Morrison leads a government with no great respect for established institutions of society, and no reputation for respect for the conventions. Look, for example, at its corruption of quasi-judicial appointments, the independence of police and the public service,  the demonisation of asylum seekers, and the way public money is being doled out to cronies by whim and discretion, without regard for the law. But those who are trying to speak up for people who have always been outsiders in Morrison’s comfortable little status quo are, apparently, the demons. The contrast might be seen best from Morrison’s personal zeal to harass and coerce people on welfare, and to ensure that no one gets a penny more than that to which they are entitled, while at the same time being relaxed and dismissive of concern at multimillionaires who have put personalised government grants straight into their trouser pockets.

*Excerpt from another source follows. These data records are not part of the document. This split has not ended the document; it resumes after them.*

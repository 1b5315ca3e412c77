//! Orders operation - precedence table listing.

use quill_codegen::{ElisionPair, OrderTable, Precedence};

use crate::{
    reports::{OrdersReport, RankGroup},
    target::TargetSupport,
};

/// Collect a target's ranks, grouped by value, and its elision pairs.
pub fn orders(target: &TargetSupport) -> OrdersReport {
    let table = target.orders();

    let mut named = table.named.to_vec();
    named.sort_by_key(|&(_, rank)| rank);

    let mut groups: Vec<RankGroup> = Vec::new();
    for (name, rank) in named {
        let rank = rank.to_string();
        match groups.last_mut() {
            Some(group) if group.rank == rank => group.names.push(name),
            _ => groups.push(RankGroup {
                rank,
                names: vec![name],
            }),
        }
    }

    let elided = table
        .overrides
        .iter()
        .map(|&ElisionPair(outer, inner)| (names_of(table, outer), names_of(table, inner)))
        .collect();

    OrdersReport {
        target: target.name(),
        groups,
        elided,
    }
}

fn names_of(table: &OrderTable, rank: Precedence) -> String {
    let names: Vec<&str> = table
        .named
        .iter()
        .filter(|(_, p)| *p == rank)
        .map(|(name, _)| *name)
        .collect();
    if names.is_empty() {
        rank.to_string()
    } else {
        names.join("/")
    }
}
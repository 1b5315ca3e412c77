//! Program tree types for the quill code-synthesis engine.
//!
//! This crate defines the structural program representation that the
//! engine renders. A program is a list of top-level [`Node`] chains; each
//! node carries exactly one [`Construct`], an optional attached comment and
//! an optional following sibling.
//!
//! # Architecture
//!
//! ```text
//! program.json → quill-ir (tree) → quill-codegen (session, precedence) → dialect handlers → source
//! ```
//!
//! The construct set is a closed enum: every target's handler catalog is a
//! single exhaustive `match`, so adding a construct is a compile error until
//! each target handles it.

mod construct;
mod node;
mod ops;
mod program;

pub use construct::{Construct, IfBranch};
pub use node::{Child, Node};
pub use ops::{
    ArithmeticOp, CompareOp, Flow, ListMode, LogicOp, LoopMode, MathConstant, Position, SearchEnd,
    SetMode, SingleOp,
};
pub use program::{Program, Variable};
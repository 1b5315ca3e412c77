//! PHP operator precedence.
//!
//! Ranks follow <http://php.net/manual/en/language.operators.precedence.php>.
//! Operators sharing a tier are split by sub-rank where mixing them matters.

use quill_codegen::{ElisionPair, OrderTable, Precedence};

pub const ATOMIC: Precedence = Precedence::tier(0); // 0 "" ...
pub const CLONE: Precedence = Precedence::tier(1); // clone
pub const NEW: Precedence = Precedence::tier(1); // new
pub const MEMBER: Precedence = Precedence::new(2, 1); // []
pub const FUNCTION_CALL: Precedence = Precedence::new(2, 2); // ()
pub const POWER: Precedence = Precedence::tier(3); // **
pub const INCREMENT: Precedence = Precedence::tier(4); // ++
pub const DECREMENT: Precedence = Precedence::tier(4); // --
pub const BITWISE_NOT: Precedence = Precedence::tier(4); // ~
pub const CAST: Precedence = Precedence::tier(4); // (int) (float) (string) ...
pub const SUPPRESS_ERROR: Precedence = Precedence::tier(4); // @
pub const INSTANCEOF: Precedence = Precedence::tier(5); // instanceof
pub const LOGICAL_NOT: Precedence = Precedence::tier(6); // !
pub const UNARY_PLUS: Precedence = Precedence::new(7, 1); // +
pub const UNARY_NEGATION: Precedence = Precedence::new(7, 2); // -
pub const MULTIPLICATION: Precedence = Precedence::new(8, 1); // *
pub const DIVISION: Precedence = Precedence::new(8, 2); // /
pub const MODULUS: Precedence = Precedence::new(8, 3); // %
pub const ADDITION: Precedence = Precedence::new(9, 1); // +
pub const SUBTRACTION: Precedence = Precedence::new(9, 2); // -
pub const STRING_CONCAT: Precedence = Precedence::new(9, 3); // .
pub const BITWISE_SHIFT: Precedence = Precedence::tier(10); // << >>
pub const RELATIONAL: Precedence = Precedence::tier(11); // < <= > >=
pub const EQUALITY: Precedence = Precedence::tier(12); // == != === !==
pub const REFERENCE: Precedence = Precedence::tier(13); // &
pub const BITWISE_AND: Precedence = Precedence::tier(13); // &
pub const BITWISE_XOR: Precedence = Precedence::tier(14); // ^
pub const BITWISE_OR: Precedence = Precedence::tier(15); // |
pub const LOGICAL_AND: Precedence = Precedence::tier(16); // &&
pub const LOGICAL_OR: Precedence = Precedence::tier(17); // ||
pub const IF_NULL: Precedence = Precedence::tier(18); // ??
pub const CONDITIONAL: Precedence = Precedence::tier(19); // ?:
pub const ASSIGNMENT: Precedence = Precedence::tier(20); // = += -= ...
pub const LOGICAL_AND_WEAK: Precedence = Precedence::tier(21); // and
pub const LOGICAL_XOR: Precedence = Precedence::tier(22); // xor
pub const LOGICAL_OR_WEAK: Precedence = Precedence::tier(23); // or
pub const COMMA: Precedence = Precedence::tier(24); // ,
pub const NONE: Precedence = Precedence::tier(99); // (...)

/// Outer/inner pairings that do not need parentheses.
pub static OVERRIDES: &[ElisionPair] = &[
    // (foo()).bar() -> foo().bar()
    // (foo())[0] -> foo()[0]
    ElisionPair(MEMBER, FUNCTION_CALL),
    // (foo[0])[1] -> foo[0][1]
    ElisionPair(MEMBER, MEMBER),
    // !(!foo) -> !!foo
    ElisionPair(LOGICAL_NOT, LOGICAL_NOT),
    // a * (b * c) -> a * b * c
    ElisionPair(MULTIPLICATION, MULTIPLICATION),
    // a + (b + c) -> a + b + c
    ElisionPair(ADDITION, ADDITION),
    // a && (b && c) -> a && b && c
    ElisionPair(LOGICAL_AND, LOGICAL_AND),
    // a || (b || c) -> a || b || c
    ElisionPair(LOGICAL_OR, LOGICAL_OR),
    ElisionPair(ATOMIC, ATOMIC),
    ElisionPair(NONE, NONE),
];

static NAMED: &[(&str, Precedence)] = &[
    ("ATOMIC", ATOMIC),
    ("CLONE", CLONE),
    ("NEW", NEW),
    ("MEMBER", MEMBER),
    ("FUNCTION_CALL", FUNCTION_CALL),
    ("POWER", POWER),
    ("INCREMENT", INCREMENT),
    ("DECREMENT", DECREMENT),
    ("BITWISE_NOT", BITWISE_NOT),
    ("CAST", CAST),
    ("SUPPRESS_ERROR", SUPPRESS_ERROR),
    ("INSTANCEOF", INSTANCEOF),
    ("LOGICAL_NOT", LOGICAL_NOT),
    ("UNARY_PLUS", UNARY_PLUS),
    ("UNARY_NEGATION", UNARY_NEGATION),
    ("MULTIPLICATION", MULTIPLICATION),
    ("DIVISION", DIVISION),
    ("MODULUS", MODULUS),
    ("ADDITION", ADDITION),
    ("SUBTRACTION", SUBTRACTION),
    ("STRING_CONCAT", STRING_CONCAT),
    ("BITWISE_SHIFT", BITWISE_SHIFT),
    ("RELATIONAL", RELATIONAL),
    ("EQUALITY", EQUALITY),
    ("REFERENCE", REFERENCE),
    ("BITWISE_AND", BITWISE_AND),
    ("BITWISE_XOR", BITWISE_XOR),
    ("BITWISE_OR", BITWISE_OR),
    ("LOGICAL_AND", LOGICAL_AND),
    ("LOGICAL_OR", LOGICAL_OR),
    ("IF_NULL", IF_NULL),
    ("CONDITIONAL", CONDITIONAL),
    ("ASSIGNMENT", ASSIGNMENT),
    ("LOGICAL_AND_WEAK", LOGICAL_AND_WEAK),
    ("LOGICAL_XOR", LOGICAL_XOR),
    ("LOGICAL_OR_WEAK", LOGICAL_OR_WEAK),
    ("COMMA", COMMA),
    ("NONE", NONE),
];

/// The PHP precedence table.
pub static TABLE: OrderTable = OrderTable {
    atomic: ATOMIC,
    addition: ADDITION,
    subtraction: SUBTRACTION,
    unary_negation: UNARY_NEGATION,
    overrides: OVERRIDES,
    named: NAMED,
};
//! Output trait for rendering reports to different formats.

/// Target output for reports.
///
/// Reports describe *what* to output using these semantic methods.
/// Implementations decide *how* to render.
pub trait Output {
    /// Render a title/header.
    fn title(&mut self, text: &str);

    /// Start a new section with a heading.
    fn section(&mut self, name: &str);

    /// Render an indented key-value pair.
    fn key_value_indented(&mut self, key: &str, value: &str);

    /// Render a bullet list item.
    fn list_item(&mut self, text: &str);

    /// Render a warning message.
    fn warning(&mut self, msg: &str);

    /// Render a block of preformatted text.
    fn preformatted(&mut self, text: &str);

    /// Render a blank line.
    fn newline(&mut self);
}

/// A report that can render itself to an output.
pub trait Report {
    /// Render this report to the given output.
    fn render(&self, out: &mut dyn Output);
}

/// Terminal output implementation.
pub struct TerminalOutput;

impl TerminalOutput {
    pub fn new() -> Self {
        Self
    }
}

impl Default for TerminalOutput {
    fn default() -> Self {
        Self::new()
    }
}

impl Output for TerminalOutput {
    fn title(&mut self, text: &str) {
        println!("{}", text);
        println!("{}", "=".repeat(text.len()));
    }

    fn section(&mut self, name: &str) {
        println!("{}:", name);
    }

    fn key_value_indented(&mut self, key: &str, value: &str) {
        println!("  {}: {}", key, value);
    }

    fn list_item(&mut self, text: &str) {
        println!("  - {}", text);
    }

    fn warning(&mut self, msg: &str) {
        eprintln!("warning: {}", msg);
    }

    fn preformatted(&mut self, text: &str) {
        println!("{}", text);
    }

    fn newline(&mut self) {
        println!();
    }
}

/// Output that records every call as a line, for tests.
#[cfg(test)]
#[derive(Default)]
pub struct RecordingOutput {
    pub lines: Vec<String>,
}

#[cfg(test)]
impl Output for RecordingOutput {
    fn title(&mut self, text: &str) {
        self.lines.push(format!("# {text}"));
    }

    fn section(&mut self, name: &str) {
        self.lines.push(format!("{name}:"));
    }

    fn key_value_indented(&mut self, key: &str, value: &str) {
        self.lines.push(format!("  {key}: {value}"));
    }

    fn list_item(&mut self, text: &str) {
        self.lines.push(format!("  - {text}"));
    }

    fn warning(&mut self, msg: &str) {
        self.lines.push(format!("warning: {msg}"));
    }

    fn preformatted(&mut self, text: &str) {
        self.lines.push(text.to_string());
    }

    fn newline(&mut self) {
        self.lines.push(String::new());
    }
}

Playing identity politics is made to sound awful — even “un-Australian” and, implicitly, something that we do not want. Yet politicians of the modern generation — led by Morrison himself — are continually seeking to divide Australians — to sort them into in-groups and out-groups, goodies and baddies, people to be included when we thing of decent people like ourselves, and people right-thinking people should avoid. Morrison’s in-crowd, for example, involves “quiet Australians” who are churchgoers and who belong to “traditional” families, which by his way of thinking involves formal heterosexual marriage, with the male partner determined by God to be the head of the family.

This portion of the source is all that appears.